Stored items
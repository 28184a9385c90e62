use crate::core::profile::ProfileResolver;
use crate::domain::model::{ComplianceReport, DimensionKind, Repository};
use crate::domain::ports::{FactSheetProvider, ProbeOutcome, RuntimeProbe};
use crate::utils::error::Result;
use serde::Serialize;
use std::collections::BTreeMap;
use std::sync::Arc;
use std::time::Duration;
use tokio::sync::Semaphore;
use tokio::time::Instant;

pub const DEFAULT_CONCURRENCY: usize = 8;
pub const DEFAULT_PROBE_TIMEOUT_SECONDS: u64 = 10;
pub const DEFAULT_DEADLINE_SECONDS: u64 = 120;

#[derive(Debug, Clone, PartialEq, Eq)]
pub struct AuditSettings {
    /// Shared by fact fetches and probes.
    pub concurrency: usize,
    pub probe_timeout: Duration,
    /// Whole-run budget; probes still in flight when it passes are `TimedOut`.
    pub deadline: Duration,
    pub skip_runtime: bool,
}

impl Default for AuditSettings {
    fn default() -> Self {
        Self {
            concurrency: DEFAULT_CONCURRENCY,
            probe_timeout: Duration::from_secs(DEFAULT_PROBE_TIMEOUT_SECONDS),
            deadline: Duration::from_secs(DEFAULT_DEADLINE_SECONDS),
            skip_runtime: false,
        }
    }
}

#[derive(Debug, Clone, PartialEq, Eq, Serialize)]
#[serde(tag = "status", rename_all = "snake_case")]
pub enum AuditEntry {
    Audited(ComplianceReport),
    /// The repository could not be audited at all, e.g. an unknown service type.
    Failed { repository: String, error: String },
}

impl AuditEntry {
    pub fn repository(&self) -> &str {
        match self {
            AuditEntry::Audited(report) => &report.repository,
            AuditEntry::Failed { repository, .. } => repository,
        }
    }

    pub fn report(&self) -> Option<&ComplianceReport> {
        match self {
            AuditEntry::Audited(report) => Some(report),
            AuditEntry::Failed { .. } => None,
        }
    }

    pub fn exit_code(&self) -> i32 {
        match self {
            AuditEntry::Audited(report) => report.overall.exit_code(),
            AuditEntry::Failed { .. } => 3,
        }
    }

    fn from_result(repository: &Repository, result: Result<ComplianceReport>) -> Self {
        match result {
            Ok(report) => AuditEntry::Audited(report),
            Err(e) => {
                tracing::error!("❌ {}: {}", repository.id, e);
                AuditEntry::Failed {
                    repository: repository.id.clone(),
                    error: e.to_string(),
                }
            }
        }
    }
}

#[derive(Debug, Clone, PartialEq, Eq, Serialize)]
pub struct AuditRun {
    pub catalog_version: String,
    pub matrix_version: String,
    pub skip_runtime: bool,
    /// In the order the repositories were given.
    pub entries: Vec<AuditEntry>,
}

impl AuditRun {
    /// Worst outcome across entries: 3 beats 2 beats 1 beats 0.
    pub fn exit_code(&self) -> i32 {
        self.entries
            .iter()
            .map(AuditEntry::exit_code)
            .max()
            .unwrap_or(0)
    }

    pub fn entry(&self, repository: &str) -> Option<&AuditEntry> {
        self.entries.iter().find(|e| e.repository() == repository)
    }

    pub fn to_json(&self) -> Result<String> {
        Ok(serde_json::to_string_pretty(self)?)
    }
}

/// Runs audits over many repositories. Cloning is cheap; everything is shared.
#[derive(Clone)]
pub struct Auditor {
    resolver: Arc<ProfileResolver>,
    facts: Arc<dyn FactSheetProvider>,
    probe: Arc<dyn RuntimeProbe>,
    settings: AuditSettings,
}

impl Auditor {
    pub fn new(
        resolver: ProfileResolver,
        facts: Arc<dyn FactSheetProvider>,
        probe: Arc<dyn RuntimeProbe>,
        settings: AuditSettings,
    ) -> Self {
        Self {
            resolver: Arc::new(resolver),
            facts,
            probe,
            settings,
        }
    }

    pub fn settings(&self) -> &AuditSettings {
        &self.settings
    }

    pub async fn audit_all(&self, repositories: &[Repository]) -> AuditRun {
        tracing::info!(
            "🔍 Auditing {} repositories (concurrency {}, skip_runtime {})",
            repositories.len(),
            self.settings.concurrency,
            self.settings.skip_runtime
        );

        let deadline = Instant::now() + self.settings.deadline;
        let semaphore = Arc::new(Semaphore::new(self.settings.concurrency.max(1)));

        let handles: Vec<_> = repositories
            .iter()
            .cloned()
            .map(|repository| {
                let auditor = self.clone();
                let semaphore = Arc::clone(&semaphore);
                tokio::spawn(async move { auditor.audit_one(&repository, semaphore, deadline).await })
            })
            .collect();

        let mut entries = Vec::with_capacity(handles.len());
        for (repository, handle) in repositories.iter().zip(handles) {
            let entry = handle.await.unwrap_or_else(|e| AuditEntry::Failed {
                repository: repository.id.clone(),
                error: format!("audit task failed: {}", e),
            });
            entries.push(entry);
        }

        let run = AuditRun {
            catalog_version: self.resolver.catalog().version.to_string(),
            matrix_version: self.resolver.matrix().version().to_string(),
            skip_runtime: self.settings.skip_runtime,
            entries,
        };
        tracing::info!("✅ Audit finished, exit code {}", run.exit_code());
        run
    }

    pub async fn audit_one(
        &self,
        repository: &Repository,
        semaphore: Arc<Semaphore>,
        deadline: Instant,
    ) -> AuditEntry {
        let plan = match self.resolver.plan(repository) {
            Ok(plan) => plan,
            Err(e) => return AuditEntry::from_result(repository, Err(e)),
        };
        tracing::debug!("📋 {}: profile {}", repository.id, plan.service_type);

        let fetched = {
            let _permit = Arc::clone(&semaphore).acquire_owned().await.ok();
            tokio::time::timeout_at(deadline, self.facts.fetch(repository)).await
        };
        let facts = match fetched {
            Ok(Ok(facts)) => facts,
            Ok(Err(e)) => {
                tracing::warn!("⚠️ {}: fact sheet unavailable: {}", repository.id, e);
                let reason = e.to_string();
                return AuditEntry::from_result(repository, self.resolver.unavailable(repository, &reason));
            }
            Err(_) => {
                tracing::warn!("⚠️ {}: deadline passed while fetching facts", repository.id);
                return AuditEntry::from_result(
                    repository,
                    self.resolver.unavailable(repository, "audit deadline exceeded"),
                );
            }
        };

        let requests = self.resolver.probe_requests(repository, &facts, &plan);
        let probes = if self.settings.skip_runtime {
            requests
                .into_iter()
                .map(|(kind, _)| (kind, ProbeOutcome::Skipped))
                .collect()
        } else {
            self.run_probes(requests, &semaphore, deadline).await
        };

        let entry = AuditEntry::from_result(repository, self.resolver.resolve(repository, &facts, &probes));
        if let AuditEntry::Audited(report) = &entry {
            tracing::info!("📊 {}: {:?}", repository.id, report.overall);
        }
        entry
    }

    async fn run_probes(
        &self,
        requests: Vec<(DimensionKind, String)>,
        semaphore: &Arc<Semaphore>,
        deadline: Instant,
    ) -> BTreeMap<DimensionKind, ProbeOutcome> {
        let timeout = self.settings.probe_timeout;
        let handles: Vec<_> = requests
            .into_iter()
            .map(|(kind, url)| {
                let probe = Arc::clone(&self.probe);
                let semaphore = Arc::clone(semaphore);
                let handle = tokio::spawn(async move {
                    let _permit = semaphore.acquire_owned().await.ok();
                    tracing::debug!("📡 Probing {} for {}", url, kind);
                    tokio::time::timeout(timeout, probe.probe(&url, timeout))
                        .await
                        .unwrap_or(ProbeOutcome::TimedOut)
                });
                (kind, handle)
            })
            .collect();

        let mut outcomes = BTreeMap::new();
        for (kind, mut handle) in handles {
            let outcome = match tokio::time::timeout_at(deadline, &mut handle).await {
                Ok(Ok(outcome)) => outcome,
                Ok(Err(e)) => ProbeOutcome::Unreachable {
                    reason: format!("probe task failed: {}", e),
                },
                Err(_) => {
                    handle.abort();
                    ProbeOutcome::TimedOut
                }
            };
            outcomes.insert(kind, outcome);
        }
        outcomes
    }
}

### TRY IT:
Copy out, from the data above, each line where the string "const" is present.

### OUTPUT OF THE EXERCISE:
pub const DEFAULT_CONCURRENCY: usize = 8;
pub const DEFAULT_PROBE_TIMEOUT_SECONDS: u64 = 10;
pub const DEFAULT_DEADLINE_SECONDS: u64 = 120;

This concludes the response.